Often our natural inclination is to go straight into offering reassurance, “Oh no, darling, you are not fat, you are just right!”, or “Sweetheart, you’re not dumb. I think you’re very smart!”. I sometimes react in this way when I am not responding more mindfully, but my reassurance inevitably falls on deaf ears.
Sometimes our children’s expressions might have been triggered by things that others have said to them, perhaps someone calling them fat or dumb. And we might advise them not to worry about things that others have said to them, to just ignore them. But we all know that negative judgements from others can be experienced as hurtful.
All of this comes from our best intentions, we really don’t want our dear children thinking these kinds of things about themselves, or feeling hurt when others have said these things about them. We don’t want them to experience the ongoing pain of these negative self judgments. But offering immediate reassurance and advice seems unlikely to make the painful thoughts and feelings just go away.
Instead, I wonder if these kinds of comments might sometimes even do the complete opposite of what we are intending. They might encourage our children to insist even more strongly that they really are that thing they are judging themselves to be (“Yes, I am!”), thereby strengthening their negative self judgements. Or they might shut down our child’s expression, so they stop saying these things out loud in front of us, but continue to think and say them to themselves, experiencing the associated pain in isolation.
So it seems to me that rather than offering reassurance and advice, which might be an attempt to stop our children from thinking and feeling these things, that the opposite might be more helpful. Instead of shutting down the conversation, that it might help to open the conversation up; to welcome the thoughts and feelings that our child is experiencing and offer an empathic ear, even though it can be painful for us to hear our children speaking this way about themselves.

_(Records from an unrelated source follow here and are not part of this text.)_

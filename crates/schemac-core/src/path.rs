//! Schema paths: where a node sits relative to the schema root.

use std::fmt;

use crate::Ident;

/// One step from a parent node to a child node.
#[derive(Clone, Debug, PartialEq, Eq, Hash)]
pub enum Segment {
    /// Named member of a group.
    Member(Ident),
    /// Entry into a type definition (`__types__.Name`).
    TypeDef(Ident),
    /// Element of an array.
    Element,
    /// Key of a mapping entry.
    Key,
    /// Value of a mapping entry.
    Value,
}

/// Sequence of segments from the schema root (or a type definition).
#[derive(Clone, Debug, Default, PartialEq, Eq, Hash)]
pub struct SchemaPath(Vec<Segment>);

impl SchemaPath {
    pub fn root() -> Self {
        Self::default()
    }

    pub fn type_def(name: &Ident) -> Self {
        Self(vec![Segment::TypeDef(name.clone())])
    }

    pub fn child(&self, segment: Segment) -> Self {
        let mut segments = self.0.clone();
        segments.push(segment);
        Self(segments)
    }

    pub fn member(&self, name: &Ident) -> Self {
        self.child(Segment::Member(name.clone()))
    }

    pub fn segments(&self) -> &[Segment] {
        &self.0
    }

    pub fn is_root(&self) -> bool {
        self.0.is_empty()
    }

    /// Whether the path crosses an array, a mapping or a type definition.
    pub fn is_repeated(&self) -> bool {
        self.0.iter().any(|s| !matches!(s, Segment::Member(_)))
    }

    /// Flatten into a C identifier fragment (`servers_a_host`).
    pub fn mangle(&self) -> String {
        let parts: Vec<&str> = self
            .0
            .iter()
            .map(|s| match s {
                Segment::Member(name) | Segment::TypeDef(name) => name.as_str(),
                Segment::Element => "a",
                Segment::Key => "k",
                Segment::Value => "v",
            })
            .collect();
        if parts.is_empty() {
            return "main".to_string();
        }
        parts.join("_")
    }
}

impl fmt::Display for SchemaPath {
    fn fmt(&self, f: &mut fmt::Formatter<'_>) -> fmt::Result {
        if self.0.is_empty() {
            return f.write_str("<root>");
        }
        for (i, segment) in self.0.iter().enumerate() {
            match segment {
                Segment::Member(name) if i == 0 => write!(f, "{name}")?,
                Segment::Member(name) => write!(f, ".{name}")?,
                Segment::TypeDef(name) => write!(f, "__types__.{name}")?,
                Segment::Element => f.write_str("[]")?,
                Segment::Key => f.write_str("[key]")?,
                Segment::Value => f.write_str("[value]")?,
            }
        }
        Ok(())
    }
}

We could say, “Tell me more about how you’re feeling … how this is for you … I’m listening”. We could invite our child to talk freely about any hurtful things they have experienced, and how it felt. If we can gently listen, our child may feel able to let some of their feelings out through crying, and the more we can just listen and show them signs of our love, and let their feelings take their natural course, the clearer they are likely to feel afterwards.
It can be really challenging to listen in this way. As well as being hard to see and hear our children upset, it can also trigger parts of us that resonate with those thoughts and feelings. So one thing that can really help is to find someone to listen to our feelings first, someone who won’t judge us or give us advice, but who will just listen to all our feelings in the same way that we will be wanting to listen to our gorgeous child. This could be a friend, family member, counsellor or listening partner (another parent who we set up to exchange listening time with on a regular basis).
Then it might take a few big listening sessions to make a difference to our child, or perhaps just one, but usually when we allow our children to get it all off their chest, to offload all of the hurt feelings and fears, they soon return to their clearer, more confident selves. They might then be more able to hear that we see them as beautiful and bright, and to really take that in. And in the mean time, we have also strengthened our relationship with them; shown our children that they really can tell us anything, and that we will be there for them unequivocally.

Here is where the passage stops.